Tobias Bach

Personal information
- Date of birth: 4 June 2003 (age 23)
- Place of birth: Bendstrup, Denmark
- Height: 1.93 m (6 ft 4 in)
- Positions: Attacking midfielder; second striker;

Team information
- Current team: Vejle
- Number: 16

Youth career
- Todbjerg-Mejlby IF
- Hornslet IF
- 2016–2019: Randers
- 2019: Ikast FC
- 2020–2021: ISI Fodbold
- 2021–2022: VSK Aarhus

Senior career*
- Years: Team / Apps / (Gls)
- 2022–2023: VSK Aarhus / ? / (16)
- 2023: Fredericia / 18 / (3)
- 2024–2025: AGF / 28 / (0)
- 2025–: Vejle / 20 / (3)

= Tobias Bach =

Danish footballer (born 2003)

Tobias Bach (born 4 June 2003) is a Danish professional footballer who plays as an attacking midfielder or a second striker for Danish Superliga club Vejle Boldklub.

==Career==
===Early years===
Bach grew up in the small town of Bendstrup, a village in Aarhus Municipality, close to the village of Todbjerg. It was also here in the small club Todbjerg-Mejlby IF that he started kicking a ball as a child. Later in his youth, Bach switched to Hornslet IF.
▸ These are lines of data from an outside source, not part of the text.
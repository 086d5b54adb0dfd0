use super::reader::read_from;
use super::record::{ConnectionRecord, NUMERIC_COUNT};
use super::split::train_test_split;
use super::{numeric_columns, COLUMN_LAYOUT};
use crate::logic::error::IdsError;

const NORMAL_ROW: &str = "0,tcp,ftp_data,SF,491,0,0,0,0,0,0,0,0,0,0,0,0,0,0,0,0,0,2,2,0.00,0.00,0.00,0.00,1.00,0.00,0.00,150,25,0.17,0.03,0.17,0.00,0.00,0.00,0.05,0.00,normal,20";
const NEPTUNE_ROW: &str = "0,udp,private,S0,0,0,0,0,0,0,0,0,0,0,0,0,0,0,0,0,0,0,123,6,1.00,1.00,0.00,0.00,0.05,0.07,0.00,255,26,0.10,0.05,0.00,0.00,1.00,1.00,0.00,0.00,neptune,19";

#[test]
fn test_layout_counts() {
    assert_eq!(COLUMN_LAYOUT.len(), 43);
    assert_eq!(numeric_columns().len(), NUMERIC_COUNT);
}

#[test]
fn test_parse_normal_row() {
    let fields: Vec<&str> = NORMAL_ROW.split(',').collect();
    let record = ConnectionRecord::from_fields(0, &fields).unwrap();

    assert_eq!(record.numeric.len(), NUMERIC_COUNT);
    assert_eq!(record.category("protocol_type"), Some("tcp"));
    assert_eq!(record.category("service"), Some("ftp_data"));
    assert_eq!(record.category("land"), Some("0"));
    assert_eq!(record.level, Some(20));
    assert_eq!(record.label(), 0);
}

#[test]
fn test_non_normal_outcome_is_attack() {
    let fields: Vec<&str> = NEPTUNE_ROW.split(',').collect();
    let record = ConnectionRecord::from_fields(0, &fields).unwrap();
    assert_eq!(record.label(), 1);

    let other = ConnectionRecord::builder().outcome("smurf").build();
    assert_eq!(other.label(), 1);
}

#[test]
fn test_flag_levels_are_canonical() {
    let row = NORMAL_ROW.replacen(",SF,491,0,0,", ",SF,491,0,1.0,", 1);
    let fields: Vec<&str> = row.split(',').collect();
    let record = ConnectionRecord::from_fields(0, &fields).unwrap();
    assert_eq!(record.category("land"), Some("1"));
}

#[test]
fn test_reject_wrong_column_count() {
    let csv = "0,tcp,http,SF,normal\n";
    let result = read_from(csv.as_bytes(), false);
    match result {
        Err(IdsError::InvalidRecord { row, .. }) => assert_eq!(row, 0),
        other => panic!("Expected InvalidRecord, got {:?}", other),
    }
}

#[test]
fn test_reject_non_numeric_field() {
    let row = NORMAL_ROW.replacen("491", "lots", 1);
    let result = read_from(row.as_bytes(), false);
    assert!(matches!(result, Err(IdsError::InvalidRecord { .. })));
}

/// NORMAL_ROW with field `index` replaced by `value`
fn with_field(index: usize, value: &str) -> Vec<String> {
    let mut fields: Vec<String> = NORMAL_ROW.split(',').map(String::from).collect();
    fields[index] = value.to_string();
    fields
}

#[test]
fn test_reject_non_finite_numeric() {
    // duration, src_bytes
    for (index, value) in [(0, "NaN"), (4, "inf"), (4, "-infinity")] {
        let result = ConnectionRecord::from_fields(3, &with_field(index, value));
        assert!(
            matches!(result, Err(IdsError::InvalidRecord { row: 3, .. })),
            "accepted '{}' at column {}",
            value,
            index
        );
    }
}

#[test]
fn test_reject_fractional_or_non_finite_flag() {
    // land, logged_in
    for (index, value) in [(6, "1.7"), (11, "nan"), (11, "inf")] {
        let result = ConnectionRecord::from_fields(0, &with_field(index, value));
        assert!(
            matches!(result, Err(IdsError::InvalidRecord { .. })),
            "accepted flag '{}' at column {}",
            value,
            index
        );
    }
}

#[test]
fn test_read_headerless_csv() {
    let csv = format!("{}\n{}\n", NORMAL_ROW, NEPTUNE_ROW);
    let records = read_from(csv.as_bytes(), false).unwrap();
    assert_eq!(records.len(), 2);
    assert_eq!(super::labels(&records), vec![0, 1]);
}

#[test]
fn test_read_csv_with_header() {
    let header = COLUMN_LAYOUT.join(",");
    let csv = format!("{}\n{}\n", header, NORMAL_ROW);
    let records = read_from(csv.as_bytes(), true).unwrap();
    assert_eq!(records.len(), 1);

    let bad_header = header.replace("duration", "dur");
    let csv = format!("{}\n{}\n", bad_header, NORMAL_ROW);
    assert!(read_from(csv.as_bytes(), true).is_err());
}

#[test]
fn test_empty_input() {
    assert!(matches!(read_from("".as_bytes(), false), Err(IdsError::EmptyDataset(_))));
}

#[test]
fn test_split_sizes_and_disjointness() {
    let split = train_test_split(10, 0.2, 42).unwrap();
    assert_eq!(split.test.len(), 2);
    assert_eq!(split.train.len(), 8);

    let mut all: Vec<usize> = split.train.iter().chain(split.test.iter()).copied().collect();
    all.sort();
    assert_eq!(all, (0..10).collect::<Vec<_>>());
}

#[test]
fn test_split_is_seeded() {
    let a = train_test_split(100, 0.2, 7).unwrap();
    let b = train_test_split(100, 0.2, 7).unwrap();
    assert_eq!(a.test, b.test);
}

#[test]
fn test_split_rejects_tiny_input() {
    assert!(train_test_split(1, 0.2, 42).is_err());
    assert!(train_test_split(10, 0.0, 42).is_err());
}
After a number of talent sessions in both AGF and Randers FC. Bach was rejected by AGF and ended up moving to Randers. As an U17 player, Bach was sorted out at Randers FC, after which he started at a boarding school in Ikast, playing football under the school team, ISI Fodbold.

After finishing boarding school, Bach started at Aarhus Business College in Risskov. At the same time, he started playing on the U19 team in VSK Aarhus. After a year on VSK Aarhus' U-19 team as a second-year U-19, Bach was promoted to the first team squad, which played in the Danish 3rd Division.

===Senior years===
====FC Fredericia====
Bach quickly became a profile in VSK Aarhus, where despite his young age, he became top scorer for the club in the 2022–23 season with 16 goals in the league. In June 2023 Bach moved to FC Fredericia in the Danish 1st Division, where he got a contract until June 2026. In six months, he played 24 matches in the Danish Cup and the Danish 1st Division, scoring seven goals.

====AGF====
After just half a year in Fredericia, where Bach became a big profile on the team, the Danish Superliga club AGF confirmed on 5 January 2024 that Bach joined the club in a record deal for Fredericia, on a five-year contract. On 18 February 2024 Bach made his debut in a Danish Superliga match against Vejle Boldklub, where he replaced Gift Links in the 87th minute.

===Vejle===
On transfer deadline day, September 1, 2025, Bach transferred to the Danish Superliga club Vejle Boldklub on a deal until June 2029.